- **WHAT THE TASK REQUIRES**: Rewrite the full material exactly; no line may be skipped.
Start of DATA RECORDS
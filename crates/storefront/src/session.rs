//! Page session wiring.
//!
//! One reconciler and one renderer per page session, created only when the
//! identity collaborator names a valid user.

use std::sync::{Arc, Mutex, MutexGuard, PoisonError};
use std::time::Duration;

use cartwright_core::{CurrencyCode, ProductId, UserId};
use tokio::sync::broadcast;
use tokio::task::JoinHandle;
use tracing::{info, instrument, warn};

use crate::cart::{
    CartApi, CartEvent, CartReconciler, CartRenderer, CartSurface, MutationOutcome,
};
use crate::config::CartConfig;
use crate::error::set_sentry_user;

/// Source of the signed-in user's ID.
pub trait IdentityProvider {
    /// Raw user ID as stored by the login flow, if any.
    fn session_value(&self) -> Option<String>;

    /// Parsed user ID; `None` when absent or not numeric.
    fn user_id(&self) -> Option<UserId> {
        self.session_value()
            .as_deref()
            .and_then(UserId::parse_session_value)
    }
}

/// Identity with a fixed session value.
#[derive(Debug, Clone, Default)]
pub struct StaticIdentity {
    value: Option<String>,
}

impl StaticIdentity {
    #[must_use]
    pub const fn new(value: Option<String>) -> Self {
        Self { value }
    }
}

impl IdentityProvider for StaticIdentity {
    fn session_value(&self) -> Option<String> {
        self.value.clone()
    }
}

/// Display settings for a session.
#[derive(Debug, Clone, Copy, PartialEq, Eq)]
pub struct SessionSettings {
    pub toast_duration: Duration,
    pub currency: CurrencyCode,
}

impl SessionSettings {
    #[must_use]
    pub const fn from_config(config: &CartConfig) -> Self {
        Self {
            toast_duration: config.toast_duration,
            currency: CurrencyCode::COP,
        }
    }
}

impl Default for SessionSettings {
    fn default() -> Self {
        Self {
            toast_duration: Duration::from_millis(1_200),
            currency: CurrencyCode::default(),
        }
    }
}

/// The cart subsystem of one page session.
///
/// Page actions render their own results before returning. A long-lived
/// page can instead hand rendering to a background task with
/// [`spawn_render_loop`](Self::spawn_render_loop).
pub struct CartSession<S> {
    renderer: Arc<CartRenderer<S>>,
    events: Mutex<Option<broadcast::Receiver<CartEvent>>>,
}

impl<S: CartSurface + 'static> CartSession<S> {
    /// Start the cart subsystem and render the initial cart.
    ///
    /// Returns `None`, doing nothing, when there is no valid signed-in user.
    /// A failed initial fetch still yields a session; the page shows an
    /// error toast and no cart.
    #[instrument(skip_all)]
    pub async fn init(
        identity: &impl IdentityProvider,
        api: Arc<dyn CartApi>,
        surface: S,
        settings: SessionSettings,
    ) -> Option<Self> {
        let Some(user_id) = identity.user_id() else {
            warn!("No valid user in session, cart disabled");
            return None;
        };
        set_sentry_user(&user_id);

        let reconciler = CartReconciler::new(user_id, api);
        let events = reconciler.subscribe();
        let renderer = Arc::new(CartRenderer::new(
            reconciler,
            surface,
            settings.toast_duration,
            settings.currency,
        ));
        let session = Self {
            renderer,
            events: Mutex::new(Some(events)),
        };

        session.reconciler().refresh().await;
        session.pump();
        info!(user_id = %user_id, "Cart session started");
        Some(session)
    }

    #[must_use]
    pub fn renderer(&self) -> &CartRenderer<S> {
        &self.renderer
    }

    #[must_use]
    pub fn reconciler(&self) -> &CartReconciler {
        self.renderer.reconciler()
    }

    #[must_use]
    pub fn surface(&self) -> &S {
        self.renderer.surface()
    }

    /// Render every queued event. A no-op once the render loop is spawned.
    pub fn pump(&self) -> usize {
        self.events()
            .as_mut()
            .map_or(0, |events| self.renderer.drain(events))
    }

    /// Move rendering to a background task.
    ///
    /// Returns `None` if the loop was already spawned.
    pub fn spawn_render_loop(&self) -> Option<JoinHandle<()>> {
        let events = self.events().take()?;
        let renderer = Arc::clone(&self.renderer);
        Some(tokio::spawn(async move { renderer.run(events).await }))
    }

    /// A row control was clicked.
    pub async fn click_row(&self, data_id: &str, data_action: &str) -> Option<MutationOutcome> {
        let outcome = self.renderer.dispatch(data_id, data_action).await;
        self.pump();
        outcome
    }

    pub async fn add_to_cart(&self, product_id: ProductId) -> MutationOutcome {
        let outcome = self.renderer.on_add_to_cart(product_id).await;
        self.pump();
        outcome
    }

    /// Ask for confirmation, then empty the cart.
    pub async fn clear(&self) -> Option<MutationOutcome> {
        let outcome = self.renderer.on_clear_clicked().await;
        self.pump();
        outcome
    }

    pub async fn checkout(&self) -> MutationOutcome {
        let outcome = self.renderer.on_checkout_clicked().await;
        self.pump();
        outcome
    }

    fn events(&self) -> MutexGuard<'_, Option<broadcast::Receiver<CartEvent>>> {
        self.events.lock().unwrap_or_else(PoisonError::into_inner)
    }
}

#[cfg(test)]
mod tests {
    use super::*;
    use crate::cart::HtmlDocument;
    use crate::cart::testing::{Call, FakeCartApi};

    fn identity(value: &str) -> StaticIdentity {
        StaticIdentity::new(Some(value.to_string()))
    }

    #[test]
    fn test_identity_parsing() {
        assert_eq!(identity(" 17 ").user_id(), Some(UserId::new(17)));
        assert_eq!(identity("guest").user_id(), None);
        assert_eq!(StaticIdentity::default().user_id(), None);
    }

    #[tokio::test]
    async fn test_no_user_means_no_session() {
        let api = Arc::new(FakeCartApi::new());
        let session = CartSession::init(
            &StaticIdentity::default(),
            Arc::clone(&api) as Arc<dyn CartApi>,
            HtmlDocument::new(1),
            SessionSettings::default(),
        )
        .await;

        assert!(session.is_none());
        assert!(api.calls().is_empty());
    }

    #[tokio::test]
    async fn test_session_renders_initial_cart_and_actions() {
        let api = Arc::new(FakeCartApi::new().with_line(ProductId::new(12), 10_000, 2));
        let session = CartSession::init(
            &identity("5"),
            Arc::clone(&api) as Arc<dyn CartApi>,
            HtmlDocument::new(2),
            SessionSettings::default(),
        )
        .await
        .unwrap();

        assert_eq!(session.reconciler().user_id(), UserId::new(5));
        assert_eq!(session.surface().total_text(), "$20.000");

        session.click_row("12", "increase").await;
        assert_eq!(session.surface().total_text(), "$30.000");
        assert_eq!(session.surface().badge_count(), 3);

        session.add_to_cart(ProductId::new(4)).await;
        assert_eq!(session.surface().row_ids().len(), 2);

        let outcome = session.checkout().await;
        assert!(outcome.is_reconciled());
        let titles: Vec<String> = session
            .surface()
            .toasts()
            .into_iter()
            .map(|t| t.title)
            .collect();
        assert_eq!(
            titles,
            vec![
                "Product added to cart".to_string(),
                "Proceeding to payment with 2 products.".to_string(),
            ]
        );
        assert_eq!(
            api.mutation_calls(),
            vec![
                Call::SetQuantity(ProductId::new(12), 3),
                Call::Add(ProductId::new(4), 1)
            ]
        );
    }

    #[tokio::test]
    async fn test_render_loop_takes_over_rendering() {
        let api = Arc::new(FakeCartApi::new().with_line(ProductId::new(1), 1_000, 1));
        let session = CartSession::init(
            &identity("1"),
            Arc::clone(&api) as Arc<dyn CartApi>,
            HtmlDocument::new(1),
            SessionSettings::default(),
        )
        .await
        .unwrap();

        let handle = session.spawn_render_loop();
        assert!(handle.is_some());
        assert!(session.spawn_render_loop().is_none());
        assert_eq!(session.pump(), 0);
    }
}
End of DATA RECORDS
- **WRITTEN ANSWER**:
filename crates/storefront/src/session.rs
//! Page session wiring.
//!
//! One reconciler and one renderer per page session, created only when the
//! identity collaborator names a valid user.

use std::sync::{Arc, Mutex, MutexGuard, PoisonError};
use std::time::Duration;

use cartwright_core::{CurrencyCode, ProductId, UserId};
use tokio::sync::broadcast;
use tokio::task::JoinHandle;
use tracing::{info, instrument, warn};

use crate::cart::{
    CartApi, CartEvent, CartReconciler, CartRenderer, CartSurface, MutationOutcome,
};
use crate::config::CartConfig;
use crate::error::set_sentry_user;

/// Source of the signed-in user's ID.
pub trait IdentityProvider {
    /// Raw user ID as stored by the login flow, if any.
    fn session_value(&self) -> Option<String>;

    /// Parsed user ID; `None` when absent or not numeric.
    fn user_id(&self) -> Option<UserId> {
        self.session_value()
            .as_deref()
            .and_then(UserId::parse_session_value)
    }
}

/// Identity with a fixed session value.
#[derive(Debug, Clone, Default)]
pub struct StaticIdentity {
    value: Option<String>,
}

impl StaticIdentity {
    #[must_use]
    pub const fn new(value: Option<String>) -> Self {
        Self { value }
    }
}

impl IdentityProvider for StaticIdentity {
    fn session_value(&self) -> Option<String> {
        self.value.clone()
    }
}

/// Display settings for a session.
#[derive(Debug, Clone, Copy, PartialEq, Eq)]
pub struct SessionSettings {
    pub toast_duration: Duration,
    pub currency: CurrencyCode,
}

impl SessionSettings {
    #[must_use]
    pub const fn from_config(config: &CartConfig) -> Self {
        Self {
            toast_duration: config.toast_duration,
            currency: CurrencyCode::COP,
        }
    }
}

impl Default for SessionSettings {
    fn default() -> Self {
        Self {
            toast_duration: Duration::from_millis(1_200),
            currency: CurrencyCode::default(),
        }
    }
}

/// The cart subsystem of one page session.
///
/// Page actions render their own results before returning. A long-lived
/// page can instead hand rendering to a background task with
/// [`spawn_render_loop`](Self::spawn_render_loop).
pub struct CartSession<S> {
    renderer: Arc<CartRenderer<S>>,
    events: Mutex<Option<broadcast::Receiver<CartEvent>>>,
}

impl<S: CartSurface + 'static> CartSession<S> {
    /// Start the cart subsystem and render the initial cart.
    ///
    /// Returns `None`, doing nothing, when there is no valid signed-in user.
    /// A failed initial fetch still yields a session; the page shows an
    /// error toast and no cart.
    #[instrument(skip_all)]
    pub async fn init(
        identity: &impl IdentityProvider,
        api: Arc<dyn CartApi>,
        surface: S,
        settings: SessionSettings,
    ) -> Option<Self> {
        let Some(user_id) = identity.user_id() else {
            warn!("No valid user in session, cart disabled");
            return None;
        };
        set_sentry_user(&user_id);

        let reconciler = CartReconciler::new(user_id, api);
        let events = reconciler.subscribe();
        let renderer = Arc::new(CartRenderer::new(
            reconciler,
            surface,
            settings.toast_duration,
            settings.currency,
        ));
        let session = Self {
            renderer,
            events: Mutex::new(Some(events)),
        };

        session.reconciler().refresh().await;
        session.pump();
        info!(user_id = %user_id, "Cart session started");
        Some(session)
    }

    #[must_use]
    pub fn renderer(&self) -> &CartRenderer<S> {
        &self.renderer
    }

    #[must_use]
    pub fn reconciler(&self) -> &CartReconciler {
        self.renderer.reconciler()
    }

    #[must_use]
    pub fn surface(&self) -> &S {
        self.renderer.surface()
    }

    /// Render every queued event. A no-op once the render loop is spawned.
    pub fn pump(&self) -> usize {
        self.events()
            .as_mut()
            .map_or(0, |events| self.renderer.drain(events))
    }

    /// Move rendering to a background task.
    ///
    /// Returns `None` if the loop was already spawned.
    pub fn spawn_render_loop(&self) -> Option<JoinHandle<()>> {
        let events = self.events().take()?;
        let renderer = Arc::clone(&self.renderer);
        Some(tokio::spawn(async move { renderer.run(events).await }))
    }

    /// A row control was clicked.
    pub async fn click_row(&self, data_id: &str, data_action: &str) -> Option<MutationOutcome> {
        let outcome = self.renderer.dispatch(data_id, data_action).await;
        self.pump();
        outcome
    }

    pub async fn add_to_cart(&self, product_id: ProductId) -> MutationOutcome {
        let outcome = self.renderer.on_add_to_cart(product_id).await;
        self.pump();
        outcome
    }

    /// Ask for confirmation, then empty the cart.
    pub async fn clear(&self) -> Option<MutationOutcome> {
        let outcome = self.renderer.on_clear_clicked().await;
        self.pump();
        outcome
    }

    pub async fn checkout(&self) -> MutationOutcome {
        let outcome = self.renderer.on_checkout_clicked().await;
        self.pump();
        outcome
    }

    fn events(&self) -> MutexGuard<'_, Option<broadcast::Receiver<CartEvent>>> {
        self.events.lock().unwrap_or_else(PoisonError::into_inner)
    }
}

#[cfg(test)]
mod tests {
    use super::*;
    use crate::cart::HtmlDocument;
    use crate::cart::testing::{Call, FakeCartApi};

    fn identity(value: &str) -> StaticIdentity {
        StaticIdentity::new(Some(value.to_string()))
    }

    #[test]
    fn test_identity_parsing() {
        assert_eq!(identity(" 17 ").user_id(), Some(UserId::new(17)));
        assert_eq!(identity("guest").user_id(), None);
        assert_eq!(StaticIdentity::default().user_id(), None);
    }

    #[tokio::test]
    async fn test_no_user_means_no_session() {
        let api = Arc::new(FakeCartApi::new());
        let session = CartSession::init(
            &StaticIdentity::default(),
            Arc::clone(&api) as Arc<dyn CartApi>,
            HtmlDocument::new(1),
            SessionSettings::default(),
        )
        .await;

        assert!(session.is_none());
        assert!(api.calls().is_empty());
    }

    #[tokio::test]
    async fn test_session_renders_initial_cart_and_actions() {
        let api = Arc::new(FakeCartApi::new().with_line(ProductId::new(12), 10_000, 2));
        let session = CartSession::init(
            &identity("5"),
            Arc::clone(&api) as Arc<dyn CartApi>,
            HtmlDocument::new(2),
            SessionSettings::default(),
        )
        .await
        .unwrap();

        assert_eq!(session.reconciler().user_id(), UserId::new(5));
        assert_eq!(session.surface().total_text(), "$20.000");

        session.click_row("12", "increase").await;
        assert_eq!(session.surface().total_text(), "$30.000");
        assert_eq!(session.surface().badge_count(), 3);

        session.add_to_cart(ProductId::new(4)).await;
        assert_eq!(session.surface().row_ids().len(), 2);

        let outcome = session.checkout().await;
        assert!(outcome.is_reconciled());
        let titles: Vec<String> = session
            .surface()
            .toasts()
            .into_iter()
            .map(|t| t.title)
            .collect();
        assert_eq!(
            titles,
            vec![
                "Product added to cart".to_string(),
                "Proceeding to payment with 2 products.".to_string(),
            ]
        );
        assert_eq!(
            api.mutation_calls(),
            vec![
                Call::SetQuantity(ProductId::new(12), 3),
                Call::Add(ProductId::new(4), 1)
            ]
        );
    }

    #[tokio::test]
    async fn test_render_loop_takes_over_rendering() {
        let api = Arc::new(FakeCartApi::new().with_line(ProductId::new(1), 1_000, 1));
        let session = CartSession::init(
            &identity("1"),
            Arc::clone(&api) as Arc<dyn CartApi>,
            HtmlDocument::new(1),
            SessionSettings::default(),
        )
        .await
        .unwrap();

        let handle = session.spawn_render_loop();
        assert!(handle.is_some());
        assert!(session.spawn_render_loop().is_none());
        assert_eq!(session.pump(), 0);
    }
}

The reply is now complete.